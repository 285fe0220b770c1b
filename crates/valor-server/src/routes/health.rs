use axum::Json;
use serde::Serialize;

#[derive(Serialize)]
pub struct HealthResponse {
    pub status: &'static str,
}

pub async fn health_check() -> Json<HealthResponse> {
    Json(HealthResponse { status: "ok" })
}
use clap::Parser;
use colored::Colorize;
use rustyline::DefaultEditor;
use rustyline::error::ReadlineError;
use tracing_subscriber::EnvFilter;

use valor_cli::client::{ClientError, ValorClient};
use valor_cli::command::Input;

const GREETING: &str =
    "Hello Commander. I am Valor, your loyal AI assistant. How may I assist you today?";

#[derive(Parser)]
#[command(name = "valor")]
#[command(about = "Chat with a running Valor server from the terminal", long_about = None)]
struct Cli {
    /// Base URL of the Valor server
    #[arg(long, default_value = "http://localhost:8080")]
    server: String,

    /// Conversation to continue
    #[arg(long, default_value = "default")]
    user_id: String,

    /// Increase log verbosity (-v, -vv)
    #[arg(short, long, action = clap::ArgAction::Count)]
    verbose: u8,
}

#[tokio::main]
async fn main() -> eyre::Result<()> {
    let cli = Cli::parse();

    let filter = match cli.verbose {
        0 => EnvFilter::new("warn"),
        1 => EnvFilter::new("info"),
        _ => EnvFilter::new("debug"),
    };
    tracing_subscriber::fmt()
        .with_env_filter(filter)
        .with_target(false)
        .with_writer(std::io::stderr)
        .init();

    let client = ValorClient::new(&cli.server, &cli.user_id)?;
    let mut rl = DefaultEditor::new()?;

    print_welcome();

    loop {
        let line = match rl.readline("You: ") {
            Ok(line) => line,
            Err(ReadlineError::Interrupted) => {
                println!("^C");
                continue;
            }
            Err(ReadlineError::Eof) => break,
            Err(e) => return Err(e.into()),
        };

        match Input::parse(&line) {
            Input::Empty => {}
            Input::Exit => break,
            Input::Help => print_help(),
            Input::Clear => match client.clear().await {
                Ok(()) => {
                    println!("{}", "Conversation cleared.".yellow());
                    println!("Valor: {GREETING}");
                }
                Err(e) => eprintln!("{} {e}", "Error clearing conversation:".red()),
            },
            Input::Unknown(cmd) => {
                println!("Unknown command: {cmd}");
                println!("Type /help for available commands");
            }
            Input::Message(message) => {
                let _ = rl.add_history_entry(message);
                println!("{}", "Valor is thinking...".yellow());
                match client.ask(message).await {
                    Ok(reply) => println!("{}", format!("Valor: {reply}").cyan()),
                    Err(e) => report(&e),
                }
            }
        }
    }

    println!("{}", "Exiting Valor CLI. Goodbye, Commander.".yellow());
    Ok(())
}

fn print_welcome() {
    println!("{}", "Valor AI".cyan().bold());
    println!(
        "{}",
        "Command Line Interface - Type your messages to chat with Valor.".green()
    );
    print_help();
    println!();
    println!("Valor: {GREETING}");
}

fn print_help() {
    println!("{}", "Commands: /clear - Clear conversation, /exit - Exit Valor CLI".green());
}

fn report(error: &ClientError) {
    eprintln!("{}", error.to_string().red());
    let apology = match error {
        ClientError::Transport(_) => "There seems to be a network issue.",
        _ => "I encountered an error processing your request.",
    };
    println!("{}", format!("Valor: I apologize, Commander. {apology}").red());
}
use axum::extract::State;
use axum::response::Html;

use crate::state::AppState;

pub async fn index(State(state): State<AppState>) -> Html<String> {
    Html(state.page.to_string())
}
use std::time::Duration;

pub const DEFAULT_BASE_URL: &str = "https://api.openai.com/v1";
pub const DEFAULT_MODEL: &str = "gpt-4o";
pub const DEFAULT_MAX_TOKENS: u32 = 1000;
pub const DEFAULT_TEMPERATURE: f32 = 0.7;
pub const DEFAULT_TTS_MODEL: &str = "tts-1";
pub const DEFAULT_TTS_VOICE: &str = "onyx";
pub const DEFAULT_TIMEOUT: Duration = Duration::from_secs(120);

/// Settings for [`crate::client::OpenAiProvider`].
#[derive(Debug, Clone)]
pub struct ProviderConfig {
    /// `None` leaves the provider unconfigured; every call then fails fast.
    pub api_key: Option<String>,
    /// API root without a trailing slash, e.g. `https://api.openai.com/v1`.
    pub base_url: String,
    pub model: String,
    pub max_tokens: u32,
    pub temperature: f32,
    pub tts_model: String,
    pub tts_voice: String,
    pub timeout: Duration,
}

impl Default for ProviderConfig {
    fn default() -> Self {
        Self {
            api_key: None,
            base_url: DEFAULT_BASE_URL.to_string(),
            model: DEFAULT_MODEL.to_string(),
            max_tokens: DEFAULT_MAX_TOKENS,
            temperature: DEFAULT_TEMPERATURE,
            tts_model: DEFAULT_TTS_MODEL.to_string(),
            tts_voice: DEFAULT_TTS_VOICE.to_string(),
            timeout: DEFAULT_TIMEOUT,
        }
    }
}

impl ProviderConfig {
    pub fn with_api_key(mut self, api_key: impl Into<String>) -> Self {
        self.api_key = Some(api_key.into());
        self
    }

    pub fn with_base_url(mut self, base_url: impl Into<String>) -> Self {
        self.base_url = base_url.into().trim_end_matches('/').to_string();
        self
    }

    pub(crate) fn endpoint(&self, path: &str) -> String {
        format!("{}/{}", self.base_url.trim_end_matches('/'), path)
    }
}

> What is required
Where does "DefaultEditor" occur in the data? Copy each line that has it.

> The answer
use rustyline::DefaultEditor;
    let mut rl = DefaultEditor::new()?;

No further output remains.